• **Problem to solve**
Your task is to reproduce exactly the lines that run from the beginning of the data through the line where "pub fn create(path: &Path)" appears.

[Extracted material Boundary: Start]

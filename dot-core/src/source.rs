//! Named pipe creation and the polling reader thread.

use std::ffi::CString;
use std::fs::{self, File, OpenOptions};
use std::io::{self, ErrorKind, Read};
use std::os::unix::ffi::OsStrExt;
use std::os::unix::fs::OpenOptionsExt;
use std::path::{Path, PathBuf};
use std::sync::Arc;
use std::sync::atomic::{AtomicBool, Ordering};
use std::thread::{self, JoinHandle};
use std::time::Duration;

use tracing::{debug, error, info, warn};

use crate::error::{Result, ViewerError};

/// A FIFO created on construction and unlinked again on drop.
#[derive(Debug)]
pub struct NamedPipe {
    path: PathBuf,
}

impl NamedPipe {
    /// Creates a fresh FIFO at `path`, replacing whatever file was there.
    pub fn create(path: &Path) -> Result<Self> {
        match fs::remove_file(path) {
            Ok(()) => debug!(path = %path.display(), "replaced existing file"),
            Err(err) if err.kind() == ErrorKind::NotFound => {}
            Err(source) => {
                return Err(ViewerError::PipeCreate {
                    path: path.to_owned(),
                    source,
                });
            }
        }

        let c_path = CString::new(path.as_os_str().as_bytes()).map_err(|_| {
            ViewerError::PipeCreate {
                path: path.to_owned(),
                source: io::Error::new(ErrorKind::InvalidInput, "path contains a NUL byte"),
            }
        })?;

        let rc = unsafe { libc::mkfifo(c_path.as_ptr(), 0o644) };
        if rc != 0 {
            return Err(ViewerError::PipeCreate {
                path: path.to_owned(),
                source: io::Error::last_os_error(),
            });
        }

        info!(path = %path.display(), "created named pipe");
        Ok(Self {
            path: path.to_owned(),
        })
    }

    pub fn path(&self) -> &Path {
        &self.path
    }
}

impl Drop for NamedPipe {
    fn drop(&mut self) {
        if let Err(err) = fs::remove_file(&self.path) {
            warn!(path = %self.path.display(), error = %err, "could not remove named pipe");
        } else {
            debug!(path = %self.path.display(), "removed named pipe");
        }
    }
}

/// Polls a FIFO and hands each complete message to a callback.
///
/// A message is the concatenation of everything written between a writer
/// opening the pipe and the last writer closing it again. The pipe is
/// opened non-blocking, so an idle read returns rather than parking the
/// thread, and the stop flag stays responsive.
pub struct PipeReader {
    stop: Arc<AtomicBool>,
    thread: Option<JoinHandle<()>>,
}

impl PipeReader {
    /// Spawns the reader thread.
    ///
    /// ### Parameters
    /// - `path` - FIFO to read from.
    /// - `poll_interval` - Sleep between reads while the pipe is quiet.
    /// - `retry_delay` - Sleep after an open or read error before retrying.
    /// - `on_message` - Called on the reader thread with each message.
    pub fn spawn(
        path: PathBuf,
        poll_interval: Duration,
        retry_delay: Duration,
        on_message: impl FnMut(String) + Send + 'static,
    ) -> Self {
        let stop = Arc::new(AtomicBool::new(false));
        let thread = {
            let stop = Arc::clone(&stop);
            thread::spawn(move || run(&path, poll_interval, retry_delay, &stop, on_message))
        };

        Self {
            stop,
            thread: Some(thread),
        }
    }

    /// Signals the thread to exit and joins it. Idempotent.
    pub fn stop(&mut self) {
        self.stop.store(true, Ordering::Relaxed);
        if let Some(thread) = self.thread.take() {
            let _ = thread.join();
        }
    }
}

impl Drop for PipeReader {
    fn drop(&mut self) {
        self.stop();
    }
}

fn open_nonblocking(path: &Path) -> io::Result<File> {
    OpenOptions::new()
        .read(true)
        .custom_flags(libc::O_NONBLOCK)
        .open(path)
}

fn run(
    path: &Path,
    poll_interval: Duration,
    retry_delay: Duration,
    stop: &AtomicBool,
    mut on_message: impl FnMut(String),
) {
    while !stop.load(Ordering::Relaxed) {
        let mut file = match open_nonblocking(path) {
            Ok(file) => file,
            Err(err) => {
                error!(path = %path.display(), error = %err, "could not open pipe");
                thread::sleep(retry_delay);
                continue;
            }
        };
        debug!(path = %path.display(), "pipe opened");

        let mut buffer = Vec::new();
        let mut chunk = [0u8; 4096];
        while !stop.load(Ordering::Relaxed) {
            match file.read(&mut chunk) {
                // No writers right now. Anything buffered was terminated by
                // the writer closing its end, so it forms a complete message.
                Ok(0) => {
                    if !buffer.is_empty() {
                        match String::from_utf8(std::mem::take(&mut buffer)) {
                            Ok(text) => {
                                debug!(len = text.len(), "message complete");
                                on_message(text);
                            }
                            Err(err) => warn!(error = %err, "discarded non-utf8 message"),
                        }
                    }
                    thread::sleep(poll_interval);
                }
                Ok(n) => buffer.extend_from_slice(&chunk[..n]),
                // Writers are connected but nothing is buffered yet.
                Err(err) if err.kind() == ErrorKind::WouldBlock => thread::sleep(poll_interval),
                Err(err) if err.kind() == ErrorKind::Interrupted => {}
                Err(err) => {
                    error!(path = %path.display(), error = %err, "pipe read failed");
                    thread::sleep(retry_delay);
                    break;
                }
            }
        }
    }
    debug!("pipe reader stopped");
}
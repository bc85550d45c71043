//! Diabetes Risk WASM Module
//!
//! WebAssembly bindings for the calculations the browser front-end runs
//! while the user is still typing: live BMI, its category, and meal
//! scaling for the recommendation view.

use diabetes_risk_shared::{
    bmi_reading, classify_bmi, is_diabetic_label, recommendations, ActivityLevel, ValidationError,
};
use wasm_bindgen::prelude::*;

/// Live BMI from height (cm) and weight (kg), rounded to one decimal and
/// capped for display. `None` until both inputs are usable.
#[wasm_bindgen(js_name = calculateBmi)]
pub fn calculate_bmi(height_cm: f64, weight_kg: f64) -> Option<f64> {
    bmi_reading(Some(height_cm), Some(weight_kg)).map(|reading| reading.value)
}

/// Category label for a BMI value
#[wasm_bindgen(js_name = bmiCategory)]
pub fn bmi_category(bmi: f64) -> String {
    classify_bmi(bmi).label().to_string()
}

/// Scale a nutrient amount from a plan's base calories to a target.
/// Missing or non-positive inputs return the value unchanged.
#[wasm_bindgen(js_name = scaleNutrient)]
pub fn scale_nutrient(value: f64, target_calories: f64, base_calories: f64) -> f64 {
    if !(target_calories > 0.0 && base_calories > 0.0) {
        return value;
    }
    (value * target_calories / base_calories).round()
}

/// Whether a prediction label counts as diabetic
#[wasm_bindgen(js_name = isDiabeticLabel)]
pub fn diabetic_label(label: &str) -> bool {
    is_diabetic_label(label)
}

/// Personalised weekly meal plan as JSON
#[wasm_bindgen(js_name = mealPlanJson)]
pub fn meal_plan_json(energy: f64, activity_level: &str) -> Result<String, JsValue> {
    let level: ActivityLevel = activity_level
        .parse()
        .map_err(|e: ValidationError| JsValue::from_str(&e.user_message()))?;
    let energy = (energy > 0.0).then_some(energy);
    let plan = recommendations::personalized_meal_plan(energy, level);
    serde_json::to_string(&plan).map_err(|e| JsValue::from_str(&e.to_string()))
}
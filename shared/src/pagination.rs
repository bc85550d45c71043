//! Client-side pagination over an in-memory list

use serde::Serialize;

/// Default number of history entries per page
pub const DEFAULT_PAGE_SIZE: usize = 10;

/// Tracks the current page over a list of known length
///
/// Pages are 1-based. Moving outside `1..=page_count` is a no-op. Only
/// [`Pager::new`] builds one, so `page_size` is never zero.
#[derive(Debug, Clone, Copy, PartialEq, Eq, Serialize)]
pub struct Pager {
    page_size: usize,
    current_page: usize,
    total_items: usize,
}

impl Default for Pager {
    fn default() -> Self {
        Self::new(DEFAULT_PAGE_SIZE, 0)
    }
}

impl Pager {
    pub fn new(page_size: usize, total_items: usize) -> Self {
        Self {
            page_size: page_size.max(1),
            current_page: 1,
            total_items,
        }
    }

    pub fn page_size(&self) -> usize {
        self.page_size
    }

    pub fn current_page(&self) -> usize {
        self.current_page
    }

    pub fn total_items(&self) -> usize {
        self.total_items
    }

    /// Number of pages; an empty list still has one (empty) page
    pub fn page_count(&self) -> usize {
        self.total_items.div_ceil(self.page_size).max(1)
    }

    /// Jump to a page. Returns false and leaves the pager untouched when the
    /// page does not exist.
    pub fn go_to(&mut self, page: usize) -> bool {
        if page == 0 || page > self.page_count() {
            return false;
        }
        self.current_page = page;
        true
    }

    pub fn next(&mut self) -> bool {
        self.go_to(self.current_page + 1)
    }

    pub fn previous(&mut self) -> bool {
        match self.current_page.checked_sub(1) {
            Some(page) => self.go_to(page),
            None => false,
        }
    }

    /// Update the list length, keeping the current page in range
    pub fn set_total_items(&mut self, total_items: usize) {
        self.total_items = total_items;
        self.current_page = self.current_page.min(self.page_count());
    }

    /// Items visible on the current page
    pub fn page_slice<'a, T>(&self, items: &'a [T]) -> &'a [T] {
        let start = (self.current_page - 1) * self.page_size;
        if start >= items.len() {
            return &[];
        }
        let end = (start + self.page_size).min(items.len());
        &items[start..end]
    }
}
//! Input validation functions
//!
//! This module provides validation utilities for user input: numeric form
//! fields, the strict height/weight bounds applied before a prediction is
//! submitted, bearer-token structure and batch CSV headers.

use std::fmt;

/// Upper bound (inclusive) for height at submission time
pub const MAX_HEIGHT_CM: f64 = 250.0;

/// Upper bound (inclusive) for weight at submission time
pub const MAX_WEIGHT_KG: f64 = 200.0;

/// Columns the batch prediction endpoint requires
pub const REQUIRED_CSV_COLUMNS: &[&str] = &[
    "Pregnancies",
    "Glucose",
    "BloodPressure",
    "SkinThickness",
    "Insulin",
    "BMI",
    "DiabetesPedigreeFunction",
    "Age",
    "Name",
];

/// Parse a numeric form field
///
/// Empty, unparsable and non-finite input all count as "not provided".
pub fn parse_measurement(raw: &str) -> Option<f64> {
    let trimmed = raw.trim();
    if trimmed.is_empty() {
        return None;
    }
    trimmed.parse::<f64>().ok().filter(|v| v.is_finite())
}

/// Validate height value (in cm) for submission
/// Valid range: (0, 250] cm
pub fn validate_height_cm(raw: &str) -> Result<f64, ValidationError> {
    match parse_measurement(raw) {
        Some(height) if height > 0.0 && height <= MAX_HEIGHT_CM => Ok(height),
        _ => Err(ValidationError::new(
            "Height",
            "please enter a valid height between 1 and 250 cm",
        )),
    }
}

/// Validate weight value (in kg) for submission
/// Valid range: (0, 200] kg
pub fn validate_weight_kg(raw: &str) -> Result<f64, ValidationError> {
    match parse_measurement(raw) {
        Some(weight) if weight > 0.0 && weight <= MAX_WEIGHT_KG => Ok(weight),
        _ => Err(ValidationError::new(
            "Weight",
            "please enter a valid weight between 1 and 200 kg",
        )),
    }
}

/// Check that a bearer token has the three-segment JWT shape
///
/// This is a structural check only; the server stays the authority on
/// whether the token is actually valid.
pub fn validate_token_structure(token: &str) -> Result<(), ValidationError> {
    let token_regex = regex_lite::Regex::new(r"^[A-Za-z0-9_-]+\.[A-Za-z0-9_-]+\.[A-Za-z0-9_-]+$")
        .map_err(|e| ValidationError::new("token", &e.to_string()))?;
    if !token_regex.is_match(token.trim()) {
        return Err(ValidationError::new("token", "is not a well-formed token"));
    }
    Ok(())
}

/// Ensure a batch CSV header carries every required column
pub fn validate_csv_header<'a, I>(headers: I) -> Result<(), ValidationError>
where
    I: IntoIterator<Item = &'a str>,
{
    let present: Vec<&str> = headers.into_iter().map(str::trim).collect();
    let missing: Vec<&str> = REQUIRED_CSV_COLUMNS
        .iter()
        .copied()
        .filter(|col| !present.contains(col))
        .collect();

    if missing.is_empty() {
        Ok(())
    } else {
        Err(ValidationError::new(
            "file",
            &format!("missing required columns: {}", missing.join(", ")),
        ))
    }
}

// ============================================================================
// User-Friendly Field Labels
// ============================================================================

/// Map technical field names to user-friendly display labels
pub fn get_field_display_label(field_name: &str) -> &str {
    match field_name {
        "Pregnancies" => "Number of Pregnancies",
        "Glucose" => "Glucose (mg/dL)",
        "BloodPressure" => "Blood Pressure (mmHg)",
        "SkinThickness" => "Skin Thickness (mm)",
        "Insulin" => "Insulin (μU/ml)",
        "Height" => "Height",
        "Weight" => "Weight",
        "DiabetesPedigreeFunction" => "Diabetes Pedigree Function",
        "Age" => "Age (years)",
        "ActivityLevel" => "Activity Level",
        "Goal" => "Goal",
        "file" => "CSV File",
        "token" => "Session",
        "username" => "Username",
        "password" => "Password",
        _ => field_name,
    }
}

/// Validation error with field context
#[derive(Debug, Clone, PartialEq, Eq)]
pub struct ValidationError {
    pub field: String,
    pub message: String,
    pub display_label: String,
}

impl ValidationError {
    pub fn new(field: &str, message: &str) -> Self {
        Self {
            field: field.to_string(),
            message: message.to_string(),
            display_label: get_field_display_label(field).to_string(),
        }
    }

    /// Format as user-friendly error message
    pub fn user_message(&self) -> String {
        format!("{}: {}", self.display_label, self.message)
    }
}

impl fmt::Display for ValidationError {
    fn fmt(&self, f: &mut fmt::Formatter<'_>) -> fmt::Result {
        f.write_str(&self.user_message())
    }
}

impl std::error::Error for ValidationError {}

#[cfg(test)]
mod tests {
    use super::*;
    use proptest::prelude::*;
    use rstest::rstest;

    #[rstest]
    #[case("170", Some(170.0))]
    #[case(" 70.5 ", Some(70.5))]
    #[case("", None)]
    #[case("abc", None)]
    #[case("inf", None)]
    #[case("NaN", None)]
    fn test_parse_measurement(#[case] raw: &str, #[case] expected: Option<f64>) {
        assert_eq!(parse_measurement(raw), expected);
    }

    #[rstest]
    #[case("1", true)]
    #[case("250", true)]
    #[case("0", false)]
    #[case("250.1", false)]
    #[case("300", false)]
    #[case("-5", false)]
    #[case("", false)]
    fn test_validate_height_cm(#[case] raw: &str, #[case] ok: bool) {
        assert_eq!(validate_height_cm(raw).is_ok(), ok);
    }

    #[rstest]
    #[case("1", true)]
    #[case("200", true)]
    #[case("0", false)]
    #[case("200.5", false)]
    #[case("heavy", false)]
    fn test_validate_weight_kg(#[case] raw: &str, #[case] ok: bool) {
        assert_eq!(validate_weight_kg(raw).is_ok(), ok);
    }

    #[test]
    fn test_height_message_mentions_valid_height() {
        let err = validate_height_cm("300").unwrap_err();
        assert_eq!(err.field, "Height");
        assert!(err.user_message().contains("valid height"));
    }

    #[test]
    fn test_validate_token_structure() {
        assert!(validate_token_structure("aaa.bbb.ccc").is_ok());
        assert!(validate_token_structure("eyJhbGciOiJIUzI1NiJ9.e30.sig-_x").is_ok());
        assert!(validate_token_structure("").is_err());
        assert!(validate_token_structure("only.two").is_err());
        assert!(validate_token_structure("a.b.c.d").is_err());
        assert!(validate_token_structure("a..c").is_err());
        assert!(validate_token_structure("has space.b.c").is_err());
    }

    #[test]
    fn test_validate_csv_header() {
        assert!(validate_csv_header(REQUIRED_CSV_COLUMNS.iter().copied()).is_ok());

        let err = validate_csv_header(["Name", "Glucose"]).unwrap_err();
        assert!(err.message.contains("Pregnancies"));
        assert!(!err.message.contains("Glucose,"));
    }

    #[test]
    fn test_validation_error() {
        let err = ValidationError::new("Height", "must be positive");
        assert_eq!(err.display_label, "Height");
        assert_eq!(err.user_message(), "Height: must be positive");
        assert_eq!(get_field_display_label("unknown_field"), "unknown_field");
    }

    proptest! {
        #![proptest_config(ProptestConfig::with_cases(100))]

        #[test]
        fn prop_valid_height_range(height in 0.01f64..=250.0) {
            prop_assert!(validate_height_cm(&height.to_string()).is_ok());
        }

        #[test]
        fn prop_invalid_height_above_max(height in 250.01f64..1000.0) {
            prop_assert!(validate_height_cm(&height.to_string()).is_err());
        }

        #[test]
        fn prop_valid_weight_range(weight in 0.01f64..=200.0) {
            prop_assert!(validate_weight_kg(&weight.to_string()).is_ok());
        }
    }
}
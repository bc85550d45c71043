//! Diabetes Risk Shared Library
//!
//! This crate contains the domain types and pure calculations used by the
//! prediction client, its terminal front-end and the WASM module.

pub mod errors;
pub mod health_metrics;
pub mod pagination;
pub mod recommendations;
pub mod types;
pub mod validation;

// Re-export commonly used items
pub use errors::*;
pub use health_metrics::*;
pub use pagination::Pager;
pub use types::*;
pub use validation::ValidationError;
//! Authentication flows
//!
//! Login and signup validate locally first; nothing is sent when the form
//! is incomplete or the passwords differ. A successful response stores the
//! token in the session and refreshes the user's history.

mod credentials;
pub mod token;

pub use credentials::{Credentials, SignupForm};
pub use token::{inspect_token, TokenInfo};

use tracing::{info, warn};

use crate::error::{ClientError, ClientResult, SERVER_ERROR_FALLBACK};
use crate::state::AppState;

/// Which flow a failure came from, for message prefixes
#[derive(Debug, Clone, Copy, PartialEq, Eq)]
pub enum AuthFlow {
    Login,
    Signup,
}

impl AuthFlow {
    /// Message shown for a failed attempt
    ///
    /// Local checks show their own text; anything the server (or the
    /// network) rejected is prefixed, e.g. "Login failed: Invalid credentials".
    pub fn failure_message(&self, err: &ClientError) -> String {
        let prefix = match self {
            AuthFlow::Login => "Login failed",
            AuthFlow::Signup => "Signup failed",
        };
        match err {
            ClientError::Auth(_) | ClientError::Validation(_) => err.user_message(),
            ClientError::Api {
                message: Some(message),
                ..
            } => format!("{}: {}", prefix, message),
            _ => format!("{}: {}", prefix, SERVER_ERROR_FALLBACK),
        }
    }
}

/// Log in and store the returned token
pub async fn login(state: &AppState, credentials: Credentials) -> ClientResult<()> {
    credentials.check()?;

    let response = state
        .api()
        .login(&credentials.username, &credentials.password)
        .await?;
    state.set_token(response.token).await?;

    let remembered = credentials
        .remember_me
        .then(|| credentials.username.clone());
    state.set_remembered_username(remembered).await?;

    info!("Logged in");
    refresh_history_quietly(state).await;
    Ok(())
}

/// Create an account; the server logs the new user straight in
pub async fn register(state: &AppState, form: SignupForm) -> ClientResult<()> {
    form.check()?;

    let response = state
        .api()
        .register(&form.username, &form.password)
        .await?;
    state.set_token(response.token).await?;

    info!("Account created");
    refresh_history_quietly(state).await;
    Ok(())
}

async fn refresh_history_quietly(state: &AppState) {
    if let Err(e) = state.refresh_history().await {
        warn!(error = %e, "History fetch failed");
    }
}
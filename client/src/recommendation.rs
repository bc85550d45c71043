//! Recommendation view assembly
//!
//! Combines the `/recommend` nutrition targets with the static meal,
//! exercise and tip content for one prediction.

use diabetes_risk_shared::recommendations::{
    exercise_plan, personalized_meal_plan, DailyGuidance, Exercise, PersonalizedMealPlan,
    TipCarousel,
};
use diabetes_risk_shared::{
    ActivityLevel, HealthMetrics, NutritionTargets, PredictionResult, RecommendationQuery,
    RecommendationResponse, RiskLevel,
};
use serde::Serialize;
use tracing::info;

use crate::api::ApiClient;
use crate::error::{ClientError, ClientResult};

/// Everything the recommendations screen shows
#[derive(Debug, Clone, Serialize)]
pub struct RecommendationView {
    pub prediction: String,
    pub risk_level: RiskLevel,
    pub diabetic: bool,
    pub bmi: f64,
    pub tdee: f64,
    pub targets: NutritionTargets,
    pub activity_level: ActivityLevel,
    pub meal_plan: PersonalizedMealPlan,
    pub exercises: &'static [Exercise],
    #[serde(skip)]
    pub tips: TipCarousel,
    pub guidance: DailyGuidance,
}

impl RecommendationView {
    pub fn build(
        result: &PredictionResult,
        query: &RecommendationQuery,
        response: RecommendationResponse,
    ) -> Self {
        let diabetic = query.diabetic;
        Self {
            prediction: result.prediction.clone(),
            risk_level: result.risk_level(),
            diabetic,
            bmi: response.bmi,
            tdee: response.tdee,
            targets: response.nutrition,
            activity_level: query.activity_level,
            meal_plan: personalized_meal_plan(
                Some(response.nutrition.energy),
                query.activity_level,
            ),
            exercises: exercise_plan(query.activity_level, diabetic),
            tips: TipCarousel::new(diabetic),
            guidance: DailyGuidance::new(query.weight_kg, &response.nutrition),
        }
    }
}

/// Fetch nutrition targets for a submitted form and assemble the view
pub async fn load_recommendations(
    api: &ApiClient,
    metrics: &HealthMetrics,
) -> ClientResult<RecommendationView> {
    let result = metrics
        .result
        .as_ref()
        .ok_or_else(|| ClientError::Validation("Submit a prediction first".to_string()))?;
    let query = RecommendationQuery::from_metrics(metrics, result)?;

    let response = api.recommend(&query).await?;
    info!(
        energy = response.nutrition.energy,
        diabetic = query.diabetic,
        "Recommendations loaded"
    );
    Ok(RecommendationView::build(result, &query, response))
}

/// Message shown when recommendations cannot be loaded
pub fn failure_message(err: &ClientError) -> String {
    match err {
        ClientError::Api {
            message: Some(message),
            ..
        } => message.clone(),
        ClientError::Api { message: None, .. } | ClientError::Decode(_) => {
            "Failed to fetch recommendations".to_string()
        }
        ClientError::Transport(e) => format!("Error fetching recommendations: {}", e),
        other => other.user_message(),
    }
}
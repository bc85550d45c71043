//! Login and signup form input

use diabetes_risk_shared::AuthError;
use secrecy::{ExposeSecret, SecretString};
use validator::{Validate, ValidationError, ValidationErrors};

/// Derived checks plus the password, which the derive cannot see
fn required_fields(form: &impl Validate, password: &SecretString) -> Result<(), ValidationErrors> {
    let mut errors = form.validate().err().unwrap_or_else(ValidationErrors::new);
    if password.expose_secret().trim().is_empty() {
        errors.add("password", ValidationError::new("required"));
    }
    if errors.errors().is_empty() {
        Ok(())
    } else {
        Err(errors)
    }
}

/// Login form
#[derive(Debug, Validate)]
pub struct Credentials {
    #[validate(length(min = 1, message = "Username is required"))]
    pub username: String,
    pub password: SecretString,
    /// Keep the username for the next login
    pub remember_me: bool,
}

impl Credentials {
    pub fn new(username: impl Into<String>, password: impl Into<String>) -> Self {
        Self {
            username: username.into().trim().to_string(),
            password: SecretString::new(password.into()),
            remember_me: false,
        }
    }

    pub fn remember(mut self, remember_me: bool) -> Self {
        self.remember_me = remember_me;
        self
    }

    /// Which required fields are missing
    pub fn field_errors(&self) -> Result<(), ValidationErrors> {
        required_fields(self, &self.password)
    }

    pub fn check(&self) -> Result<(), AuthError> {
        self.field_errors().map_err(|_| AuthError::MissingCredentials)
    }
}

/// Signup form
#[derive(Debug, Validate)]
pub struct SignupForm {
    #[validate(length(min = 1, message = "Username is required"))]
    pub username: String,
    pub password: SecretString,
    pub confirm_password: SecretString,
}

impl SignupForm {
    pub fn new(
        username: impl Into<String>,
        password: impl Into<String>,
        confirm_password: impl Into<String>,
    ) -> Self {
        Self {
            username: username.into().trim().to_string(),
            password: SecretString::new(password.into()),
            confirm_password: SecretString::new(confirm_password.into()),
        }
    }

    /// The confirmation check runs first, before required-field checks
    pub fn check(&self) -> Result<(), AuthError> {
        if self.password.expose_secret() != self.confirm_password.expose_secret() {
            return Err(AuthError::PasswordMismatch);
        }
        self.field_errors().map_err(|_| AuthError::MissingCredentials)
    }

    /// Which required fields are missing
    pub fn field_errors(&self) -> Result<(), ValidationErrors> {
        required_fields(self, &self.password)
    }
}

#[cfg(test)]
mod tests {
    use super::*;
    use fake::faker::internet::en::Username;
    use fake::Fake;
    use rstest::rstest;

    #[test]
    fn test_credentials_require_both_fields() {
        let username: String = Username().fake();
        assert!(Credentials::new(username.clone(), "secret").check().is_ok());
        assert_eq!(
            Credentials::new("  ", "secret").check(),
            Err(AuthError::MissingCredentials)
        );
        assert_eq!(
            Credentials::new(username, "").check(),
            Err(AuthError::MissingCredentials)
        );
    }

    #[test]
    fn test_signup_password_mismatch() {
        let form = SignupForm::new("alice", "one", "two");
        let err = form.check().unwrap_err();
        assert_eq!(err, AuthError::PasswordMismatch);
        assert_eq!(err.to_string(), "Passwords do not match");
    }

    #[test]
    fn test_signup_matching_passwords() {
        let username: String = Username().fake();
        assert!(SignupForm::new(username, "pw", "pw").check().is_ok());
    }

    #[rstest]
    #[case("", "username")]
    #[case("   ", "username")]
    fn test_blank_username_names_the_field(#[case] username: &str, #[case] field: &str) {
        let errors = Credentials::new(username, "secret").field_errors().unwrap_err();
        assert!(errors.field_errors().contains_key(field));
        assert!(!errors.field_errors().contains_key("password"));
    }

    #[rstest]
    #[case("")]
    #[case("   ")]
    fn test_blank_password_names_the_field(#[case] password: &str) {
        let username: String = Username().fake();
        let errors = Credentials::new(username.clone(), password)
            .field_errors()
            .unwrap_err();
        assert!(errors.field_errors().contains_key("password"));
        assert!(!errors.field_errors().contains_key("username"));

        let errors = SignupForm::new(username, password, password)
            .field_errors()
            .unwrap_err();
        assert!(errors.field_errors().contains_key("password"));
        assert_eq!(
            SignupForm::new("bob", password, password).check(),
            Err(AuthError::MissingCredentials)
        );
    }
}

[Extracted material Boundary: End]

• **Your response**
filename dot-core/src/source.rs
//! Named pipe creation and the polling reader thread.

use std::ffi::CString;
use std::fs::{self, File, OpenOptions};
use std::io::{self, ErrorKind, Read};
use std::os::unix::ffi::OsStrExt;
use std::os::unix::fs::OpenOptionsExt;
use std::path::{Path, PathBuf};
use std::sync::Arc;
use std::sync::atomic::{AtomicBool, Ordering};
use std::thread::{self, JoinHandle};
use std::time::Duration;

use tracing::{debug, error, info, warn};

use crate::error::{Result, ViewerError};

/// A FIFO created on construction and unlinked again on drop.
#[derive(Debug)]
pub struct NamedPipe {
    path: PathBuf,
}

impl NamedPipe {
    /// Creates a fresh FIFO at `path`, replacing whatever file was there.
    pub fn create(path: &Path) -> Result<Self> {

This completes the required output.